Statement from the Board of Directors with regards to the proposed merger

Reference is made to a Stock Exchange Notice released by Petrolia ASA on 24 October 2011 under the heading: "Reject RAK-DNO merger or risk taken on decommissioning liabilities that could exceed several hundred million dollars"

The notice from Petrolia contains clear misinterpretations and false accusations and falls in line with other disinformation being distributed by Petrolia on several occasions during the past weeks.

The Board of Directors of DNO International ASA has discussed this in an extraordinary board meeting today and wish to make the following statements:

The Board of Directors stands behind the proposed merger and the comprehensive due diligence and valuation protocols and procedures that led up to the proposal that has been presented to shareholders.

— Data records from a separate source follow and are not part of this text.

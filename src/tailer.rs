//! The transcript log tailer.
//!
//! Watches the log directory tree for `.jsonl` session transcripts and
//! feeds the registry: modified files are re-read from their session's
//! byte offset, removed files destroy their session. The notify callback
//! stays lightweight — it only filters paths and forwards events over an
//! internal channel to one async task, which owns the coalescing state and
//! all registry calls.
//!
//! Bursts of writes to the same file coalesce behind a quiet period
//! (latest-wins, default 200 ms); removals take effect immediately.

use std::collections::HashMap;
use std::path::{Path, PathBuf};
use std::time::Duration;

use notify::{
    event::{CreateKind, ModifyKind, RemoveKind},
    Config as NotifyConfig, Event, EventKind, RecommendedWatcher, RecursiveMode, Watcher,
};
use tokio::sync::mpsc;
use tokio::time::Instant;
use tracing::{debug, error, info, trace, warn};

use crate::error::{DaemonError, Result};
use crate::hook::is_valid_session_id;
use crate::registry::Registry;

/// Maximum directory depth below the watch root that is scanned on startup
/// (`<slug>/<session>.jsonl` is depth 1).
const SCAN_DEPTH: usize = 2;

/// Filesystem events after path filtering.
#[derive(Debug)]
enum FsEvent {
    /// The file was created or written to.
    Touched(PathBuf),
    /// The file was unlinked.
    Removed(PathBuf),
}

/// Owns the notify watcher and the coalescing task.
#[derive(Debug)]
pub struct LogTailer {
    /// Kept alive for the watch subscription; dropping it stops the tailer.
    #[allow(dead_code)]
    watcher: RecommendedWatcher,
    watch_dir: PathBuf,
}

impl LogTailer {
    /// Starts watching the configured log directory and ingests every
    /// existing transcript once (the bootstrap pass).
    ///
    /// # Errors
    ///
    /// Fails when the directory cannot be created or the watcher cannot be
    /// initialized; both are fatal at startup.
    pub async fn start(registry: Registry) -> Result<Self> {
        let watch_dir = registry.config().log_dir.clone();
        let coalesce_delay = registry.config().coalesce_delay;

        if !watch_dir.exists() {
            std::fs::create_dir_all(&watch_dir).map_err(DaemonError::Io)?;
        }

        let (tx, rx) = mpsc::channel::<FsEvent>(1024);
        let watcher = create_watcher(tx, watch_dir.clone())?;
        tokio::spawn(run_tailer(registry.clone(), rx, coalesce_delay));

        let existing = scan_log_tree(&watch_dir);
        info!(
            watch_dir = %watch_dir.display(),
            file_count = existing.len(),
            "log tailer started"
        );
        for path in existing {
            if let Some(session_id) = log_file_session_id(&path) {
                registry.ingest_log_file(&path, &session_id).await;
            }
        }

        Ok(Self { watcher, watch_dir })
    }

    /// The directory being watched.
    #[must_use]
    pub fn watch_dir(&self) -> &Path {
        &self.watch_dir
    }
}

/// Derives the session id from a transcript path. Returns `None` for
/// non-`.jsonl` files, ids outside `[A-Za-z0-9_-]+`, and sub-agent
/// sidechain files, which must never become sessions of their own.
#[must_use]
pub fn log_file_session_id(path: &Path) -> Option<String> {
    if path.extension()?.to_str()? != "jsonl" {
        return None;
    }
    let stem = path.file_stem()?.to_str()?;
    if !is_valid_session_id(stem) || is_sidechain_stem(stem) {
        return None;
    }
    Some(stem.to_string())
}

/// Sidechain transcripts carry an `agent` marker in their filename.
fn is_sidechain_stem(stem: &str) -> bool {
    stem.starts_with("agent-") || stem.contains("-agent-")
}

/// Builds the notify watcher with a callback that only filters and
/// forwards.
fn create_watcher(tx: mpsc::Sender<FsEvent>, watch_dir: PathBuf) -> Result<RecommendedWatcher> {
    let mut watcher = RecommendedWatcher::new(
        move |result: std::result::Result<Event, notify::Error>| {
            forward_notify_event(result, &tx);
        },
        NotifyConfig::default(),
    )?;
    watcher.watch(&watch_dir, RecursiveMode::Recursive)?;
    debug!(watch_dir = %watch_dir.display(), "recursive watch started");
    Ok(watcher)
}

/// Notify callback body. Runs on the watcher thread; must not block.
fn forward_notify_event(
    result: std::result::Result<Event, notify::Error>,
    tx: &mpsc::Sender<FsEvent>,
) {
    let event = match result {
        Ok(event) => event,
        Err(err) => {
            error!(error = %err, "file watcher error");
            return;
        }
    };

    for path in &event.paths {
        if log_file_session_id(path).is_none() {
            continue;
        }
        let fs_event = match event.kind {
            EventKind::Create(CreateKind::File)
            | EventKind::Create(CreateKind::Any)
            | EventKind::Modify(ModifyKind::Data(_))
            | EventKind::Modify(ModifyKind::Any) => Some(FsEvent::Touched(path.clone())),
            EventKind::Remove(RemoveKind::File) | EventKind::Remove(RemoveKind::Any) => {
                Some(FsEvent::Removed(path.clone()))
            }
            _ => {
                trace!(kind = ?event.kind, path = %path.display(), "ignoring event kind");
                None
            }
        };
        if let Some(fs_event) = fs_event {
            // try_send: losing a coalesced touch under backpressure is
            // recovered by the next write; blocking the watcher thread is
            // not recoverable.
            if let Err(err) = tx.try_send(fs_event) {
                warn!(error = %err, "tailer channel full, dropping event");
            }
        }
    }
}

/// The coalescing loop: touches wait out a quiet period (replacing any
/// pending deadline for the same file), removals act immediately.
async fn run_tailer(registry: Registry, mut rx: mpsc::Receiver<FsEvent>, delay: Duration) {
    let mut pending: HashMap<PathBuf, Instant> = HashMap::new();

    loop {
        let next_deadline = pending.values().min().copied();

        tokio::select! {
            event = rx.recv() => {
                match event {
                    Some(FsEvent::Touched(path)) => {
                        pending.insert(path, Instant::now() + delay);
                    }
                    Some(FsEvent::Removed(path)) => {
                        pending.remove(&path);
                        if let Some(session_id) = log_file_session_id(&path) {
                            registry.remove_session_for_log(&session_id).await;
                        }
                    }
                    None => break,
                }
            }
            () = wait_until(next_deadline) => {
                let now = Instant::now();
                let due: Vec<PathBuf> = pending
                    .iter()
                    .filter(|(_, deadline)| **deadline <= now)
                    .map(|(path, _)| path.clone())
                    .collect();
                for path in due {
                    pending.remove(&path);
                    if let Some(session_id) = log_file_session_id(&path) {
                        registry.ingest_log_file(&path, &session_id).await;
                    }
                }
            }
        }
    }

    debug!("tailer loop terminated");
}

/// Sleeps until the deadline, or forever when there is none.
async fn wait_until(deadline: Option<Instant>) {
    match deadline {
        Some(deadline) => tokio::time::sleep_until(deadline).await,
        None => std::future::pending::<()>().await,
    }
}

/// Collects existing transcripts up to [`SCAN_DEPTH`] below the root.
fn scan_log_tree(root: &Path) -> Vec<PathBuf> {
    let mut files = Vec::new();
    scan_dir(root, 0, &mut files);
    files.sort();
    files
}

fn scan_dir(dir: &Path, depth: usize, files: &mut Vec<PathBuf>) {
    let entries = match std::fs::read_dir(dir) {
        Ok(entries) => entries,
        Err(err) => {
            warn!(dir = %dir.display(), error = %err, "skipping unreadable directory");
            return;
        }
    };
    for entry in entries.flatten() {
        let path = entry.path();
        if path.is_dir() {
            if depth < SCAN_DEPTH {
                scan_dir(&path, depth + 1, files);
            }
        } else if log_file_session_id(&path).is_some() {
            files.push(path);
        }
    }
}
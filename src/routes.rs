//! HTTP routes for the hook port.
//!
//! This router hosts the three daemon endpoints that share the hook port:
//!
//! - `POST /hook` - hook ingest (one JSON payload per request)
//! - `GET /logs/{sessionId}` - per-session audit log download
//! - `GET /health` - liveness and counters
//!
//! The daemon binds to loopback only and carries no authentication; the
//! only hardening here is shape validation, a bounded body size, and the
//! path-safe session-id predicate on the log route.

use std::sync::atomic::{AtomicBool, Ordering};
use std::sync::Arc;
use std::time::{Duration, Instant};

use axum::{
    body::Bytes,
    extract::{DefaultBodyLimit, Path, State},
    http::{header, HeaderMap, HeaderValue, StatusCode},
    response::{IntoResponse, Response},
    routing::{get, post},
    Json, Router,
};
use serde::Serialize;
use tower_http::timeout::TimeoutLayer;
use tower_http::trace::TraceLayer;
use tracing::{debug, warn};

use crate::hook::{is_valid_session_id, HookPayload, IncomingHook};
use crate::registry::Registry;

/// Maximum accepted hook body size. Oversized payloads get 413.
pub const MAX_HOOK_BODY_BYTES: usize = 128 * 1024;

/// Bound on request handling, including body reads.
const REQUEST_TIMEOUT: Duration = Duration::from_secs(10);

/// Shared state for the hook-port handlers.
#[derive(Clone)]
pub struct AppState {
    /// The session registry.
    pub registry: Registry,
    /// False until the initial log scan has been kicked off; hooks arriving
    /// earlier get 503 and the forwarder retries.
    pub ready: Arc<AtomicBool>,
    /// Server start time for uptime reporting.
    pub start_time: Instant,
}

impl AppState {
    /// Creates state for a registry, initially not ready.
    #[must_use]
    pub fn new(registry: Registry) -> Self {
        Self {
            registry,
            ready: Arc::new(AtomicBool::new(false)),
            start_time: Instant::now(),
        }
    }

    /// Marks the daemon ready to accept hooks.
    pub fn mark_ready(&self) {
        self.ready.store(true, Ordering::Release);
    }
}

/// Builds the hook-port router.
pub fn create_hook_router(state: AppState) -> Router {
    Router::new()
        .route("/hook", post(post_hook).options(preflight))
        .layer(DefaultBodyLimit::max(MAX_HOOK_BODY_BYTES))
        .route("/logs/{session_id}", get(get_session_log).options(preflight))
        .route("/health", get(get_health))
        .layer(TimeoutLayer::new(REQUEST_TIMEOUT))
        .layer(TraceLayer::new_for_http())
        .with_state(state)
}

/// JSON error response body.
#[derive(Debug, Serialize)]
struct ErrorResponse {
    error: String,
}

impl ErrorResponse {
    fn new(error: impl Into<String>) -> Self {
        Self {
            error: error.into(),
        }
    }
}

/// JSON success response body for `POST /hook`.
#[derive(Debug, Serialize)]
struct OkResponse {
    ok: bool,
}

/// POST /hook - ingest one hook payload.
///
/// # Responses
///
/// - `200 {"ok":true}` - accepted (including logging-only hooks)
/// - `400 {"error":…}` - malformed JSON, missing `sessionId`, or unknown
///   `hookEventName`
/// - `413` - body over [`MAX_HOOK_BODY_BYTES`]
/// - `503` - registry not ready yet
async fn post_hook(State(state): State<AppState>, body: Bytes) -> Response {
    if !state.ready.load(Ordering::Acquire) {
        return (
            StatusCode::SERVICE_UNAVAILABLE,
            Json(ErrorResponse::new("daemon is starting")),
        )
            .into_response();
    }

    let payload: HookPayload = match serde_json::from_slice(&body) {
        Ok(payload) => payload,
        Err(err) => {
            debug!(error = %err, "rejecting malformed hook body");
            return (
                StatusCode::BAD_REQUEST,
                Json(ErrorResponse::new(format!("invalid JSON: {err}"))),
            )
                .into_response();
        }
    };

    let hook = match IncomingHook::try_from(payload) {
        Ok(hook) => hook,
        Err(err) => {
            debug!(error = %err, "rejecting invalid hook payload");
            return (
                StatusCode::BAD_REQUEST,
                Json(ErrorResponse::new(err.to_string())),
            )
                .into_response();
        }
    };

    state.registry.handle_hook(hook).await;
    (StatusCode::OK, Json(OkResponse { ok: true })).into_response()
}

/// GET /logs/{sessionId} - download the session's audit log.
///
/// The id must match `[A-Za-z0-9_-]+`; anything else (dots, slashes,
/// backslashes, NUL) is rejected before touching the filesystem.
async fn get_session_log(
    State(state): State<AppState>,
    Path(session_id): Path<String>,
) -> Response {
    if !is_valid_session_id(&session_id) {
        return (
            StatusCode::BAD_REQUEST,
            Json(ErrorResponse::new("invalid session id")),
        )
            .into_response();
    }

    let path = state.registry.audit().path_for(&session_id);
    let content = match tokio::fs::read(&path).await {
        Ok(content) => content,
        Err(err) if err.kind() == std::io::ErrorKind::NotFound => {
            return (
                StatusCode::NOT_FOUND,
                Json(ErrorResponse::new("unknown session")),
            )
                .into_response();
        }
        Err(err) => {
            warn!(path = %path.display(), error = %err, "audit log read failed");
            return (
                StatusCode::INTERNAL_SERVER_ERROR,
                Json(ErrorResponse::new("failed to read audit log")),
            )
                .into_response();
        }
    };

    let mut headers = HeaderMap::new();
    headers.insert(
        header::CONTENT_TYPE,
        HeaderValue::from_static("text/plain; charset=utf-8"),
    );
    if let Ok(value) =
        HeaderValue::from_str(&format!("attachment; filename=\"{session_id}.log\""))
    {
        headers.insert(header::CONTENT_DISPOSITION, value);
    }
    headers.insert(
        header::ACCESS_CONTROL_ALLOW_ORIGIN,
        HeaderValue::from_static("*"),
    );
    (StatusCode::OK, headers, content).into_response()
}

/// Health check response.
#[derive(Debug, Serialize)]
#[serde(rename_all = "camelCase")]
pub struct HealthResponse {
    /// Always "ok" when the server answers.
    pub status: String,
    /// Number of live sessions.
    pub sessions: usize,
    /// Number of snapshot stream subscribers.
    pub subscribers: usize,
    /// Uptime in seconds.
    pub uptime_seconds: u64,
    /// Consumer-side hint for hiding long-idle sessions.
    pub idle_display_threshold_ms: u64,
}

/// GET /health - liveness and counters.
async fn get_health(State(state): State<AppState>) -> Json<HealthResponse> {
    Json(HealthResponse {
        status: "ok".to_string(),
        sessions: state.registry.session_count().await,
        subscribers: state.registry.publisher().subscriber_count(),
        uptime_seconds: state.start_time.elapsed().as_secs(),
        idle_display_threshold_ms: state.registry.config().idle_display_threshold.as_millis()
            as u64,
    })
}

/// OPTIONS preflight: 204 with permissive CORS, for dashboards served from
/// another origin.
async fn preflight() -> Response {
    let mut headers = HeaderMap::new();
    headers.insert(
        header::ACCESS_CONTROL_ALLOW_ORIGIN,
        HeaderValue::from_static("*"),
    );
    headers.insert(
        header::ACCESS_CONTROL_ALLOW_METHODS,
        HeaderValue::from_static("GET, POST, OPTIONS"),
    );
    headers.insert(
        header::ACCESS_CONTROL_ALLOW_HEADERS,
        HeaderValue::from_static("*"),
    );
    (StatusCode::NO_CONTENT, headers).into_response()
}

#[cfg(test)]
mod tests {
    use super::*;
    use crate::config::Config;
    use axum::body::Body;
    use axum::http::Request;
    use tempfile::TempDir;
    use tower::ServiceExt;

    fn test_state(dir: &TempDir) -> AppState {
        let config = Config::for_dirs(dir.path().join("tree"), dir.path().join("data"));
        let state = AppState::new(Registry::new(config));
        state.mark_ready();
        state
    }

    fn hook_request(body: &str) -> Request<Body> {
        Request::builder()
            .method("POST")
            .uri("/hook")
            .header("Content-Type", "application/json")
            .body(Body::from(body.to_string()))
            .unwrap()
    }

    async fn body_json(response: Response) -> serde_json::Value {
        let bytes = axum::body::to_bytes(response.into_body(), usize::MAX)
            .await
            .unwrap();
        serde_json::from_slice(&bytes).unwrap()
    }

    #[tokio::test]
    async fn hook_accepts_valid_payload() {
        let dir = TempDir::new().unwrap();
        let state = test_state(&dir);
        let app = create_hook_router(state.clone());

        let response = app
            .oneshot(hook_request(
                r#"{"hookEventName":"UserPromptSubmit","sessionId":"s1","prompt":"hi"}"#,
            ))
            .await
            .unwrap();
        assert_eq!(response.status(), StatusCode::OK);
        assert_eq!(body_json(response).await["ok"], true);
        assert_eq!(state.registry.session_count().await, 1);
    }

    #[tokio::test]
    async fn hook_rejects_invalid_json() {
        let dir = TempDir::new().unwrap();
        let app = create_hook_router(test_state(&dir));
        let response = app.oneshot(hook_request("not json")).await.unwrap();
        assert_eq!(response.status(), StatusCode::BAD_REQUEST);
        assert!(body_json(response).await["error"]
            .as_str()
            .unwrap()
            .contains("invalid JSON"));
    }

    #[tokio::test]
    async fn hook_rejects_missing_session_id() {
        let dir = TempDir::new().unwrap();
        let app = create_hook_router(test_state(&dir));
        let response = app
            .oneshot(hook_request(r#"{"hookEventName":"Stop"}"#))
            .await
            .unwrap();
        assert_eq!(response.status(), StatusCode::BAD_REQUEST);
    }

    #[tokio::test]
    async fn hook_rejects_unknown_event_name() {
        let dir = TempDir::new().unwrap();
        let app = create_hook_router(test_state(&dir));
        let response = app
            .oneshot(hook_request(
                r#"{"hookEventName":"Mystery","sessionId":"s1"}"#,
            ))
            .await
            .unwrap();
        assert_eq!(response.status(), StatusCode::BAD_REQUEST);
    }

    #[tokio::test]
    async fn hook_returns_503_before_ready() {
        let dir = TempDir::new().unwrap();
        let config = Config::for_dirs(dir.path().join("tree"), dir.path().join("data"));
        let state = AppState::new(Registry::new(config));
        let app = create_hook_router(state);
        let response = app
            .oneshot(hook_request(r#"{"hookEventName":"Stop","sessionId":"s1"}"#))
            .await
            .unwrap();
        assert_eq!(response.status(), StatusCode::SERVICE_UNAVAILABLE);
    }

    #[tokio::test]
    async fn hook_rejects_oversized_body() {
        let dir = TempDir::new().unwrap();
        let app = create_hook_router(test_state(&dir));
        let oversized = "x".repeat(MAX_HOOK_BODY_BYTES + 1);
        let response = app.oneshot(hook_request(&oversized)).await.unwrap();
        assert_eq!(response.status(), StatusCode::PAYLOAD_TOO_LARGE);
    }

    #[tokio::test]
    async fn hook_accepts_unknown_extra_fields() {
        let dir = TempDir::new().unwrap();
        let app = create_hook_router(test_state(&dir));
        let response = app
            .oneshot(hook_request(
                r#"{"hookEventName":"Notification","sessionId":"s1","brandNew":{"a":1}}"#,
            ))
            .await
            .unwrap();
        assert_eq!(response.status(), StatusCode::OK);
    }

    #[tokio::test]
    async fn logs_rejects_unsafe_ids() {
        let dir = TempDir::new().unwrap();
        let app = create_hook_router(test_state(&dir));
        for bad in ["..", "a.b", "a%2Fb.", "sess.log"] {
            let response = app
                .clone()
                .oneshot(
                    Request::builder()
                        .uri(format!("/logs/{bad}"))
                        .body(Body::empty())
                        .unwrap(),
                )
                .await
                .unwrap();
            assert_eq!(
                response.status(),
                StatusCode::BAD_REQUEST,
                "id {bad:?} must be rejected"
            );
        }
    }

    #[tokio::test]
    async fn logs_unknown_session_is_404() {
        let dir = TempDir::new().unwrap();
        let app = create_hook_router(test_state(&dir));
        let response = app
            .oneshot(
                Request::builder()
                    .uri("/logs/no-such-session")
                    .body(Body::empty())
                    .unwrap(),
            )
            .await
            .unwrap();
        assert_eq!(response.status(), StatusCode::NOT_FOUND);
    }

    #[tokio::test]
    async fn logs_serves_audit_file_with_headers() {
        let dir = TempDir::new().unwrap();
        let state = test_state(&dir);
        let audit_path = state.registry.audit().path_for("s9");
        std::fs::create_dir_all(audit_path.parent().unwrap()).unwrap();
        std::fs::write(&audit_path, "[init] working\n").unwrap();

        let app = create_hook_router(state);
        let response = app
            .oneshot(
                Request::builder()
                    .uri("/logs/s9")
                    .body(Body::empty())
                    .unwrap(),
            )
            .await
            .unwrap();
        assert_eq!(response.status(), StatusCode::OK);
        assert_eq!(
            response.headers()[header::CONTENT_TYPE],
            "text/plain; charset=utf-8"
        );
        assert_eq!(
            response.headers()[header::CONTENT_DISPOSITION],
            "attachment; filename=\"s9.log\""
        );
        let bytes = axum::body::to_bytes(response.into_body(), usize::MAX)
            .await
            .unwrap();
        assert_eq!(&bytes[..], b"[init] working\n");
    }

    #[tokio::test]
    async fn logs_rejects_non_get_methods() {
        let dir = TempDir::new().unwrap();
        let app = create_hook_router(test_state(&dir));
        let response = app
            .oneshot(
                Request::builder()
                    .method("POST")
                    .uri("/logs/s1")
                    .body(Body::empty())
                    .unwrap(),
            )
            .await
            .unwrap();
        assert_eq!(response.status(), StatusCode::METHOD_NOT_ALLOWED);
    }

    #[tokio::test]
    async fn preflight_answers_204_with_cors() {
        let dir = TempDir::new().unwrap();
        let app = create_hook_router(test_state(&dir));
        let response = app
            .oneshot(
                Request::builder()
                    .method("OPTIONS")
                    .uri("/logs/s1")
                    .body(Body::empty())
                    .unwrap(),
            )
            .await
            .unwrap();
        assert_eq!(response.status(), StatusCode::NO_CONTENT);
        assert_eq!(
            response.headers()[header::ACCESS_CONTROL_ALLOW_ORIGIN],
            "*"
        );
    }

    #[tokio::test]
    async fn health_reports_counts() {
        let dir = TempDir::new().unwrap();
        let state = test_state(&dir);
        let app = create_hook_router(state);
        let response = app
            .oneshot(
                Request::builder()
                    .uri("/health")
                    .body(Body::empty())
                    .unwrap(),
            )
            .await
            .unwrap();
        assert_eq!(response.status(), StatusCode::OK);
        let health = body_json(response).await;
        assert_eq!(health["status"], "ok");
        assert_eq!(health["sessions"], 0);
        assert_eq!(health["idleDisplayThresholdMs"], 3_600_000);
    }
}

The merger is fully consistent with DNO's long standing growth strategy and marks the first step towards becoming a significantly larger player in the MENA region.

During the process arriving at recommending the merger to our shareholders, DNO has had strong focus on proper corporate governance. A wide group of external advisers have assisted the Company in providing their independent and objective views and input in order to arrive at fair relative valuations to be used for the merger.

"The board is confident that the merger plan that has been proposed will be beneficial to our Company, employees and all shareholders" stated Gunnar Hirsti, the vice chairman of DNO International ASA.

Mr. Hirsti continues, "We are very puzzled about the strong opposition and also the nature of the allegations now being made by the former chairman of the Company as he was one who initiated and actively promoted the merger for a significant period of time."

For the clarification and corrections to the false information distributed by Petrolia, we attach for reference a release issued today by RAK Petroleum PCL.

Oslo, 25 October 2011

DNO International ASA
Board of Directors

This information is subject of the disclosure requirements acc. to §5-12 vphl (Norwegian Securities Trading Act)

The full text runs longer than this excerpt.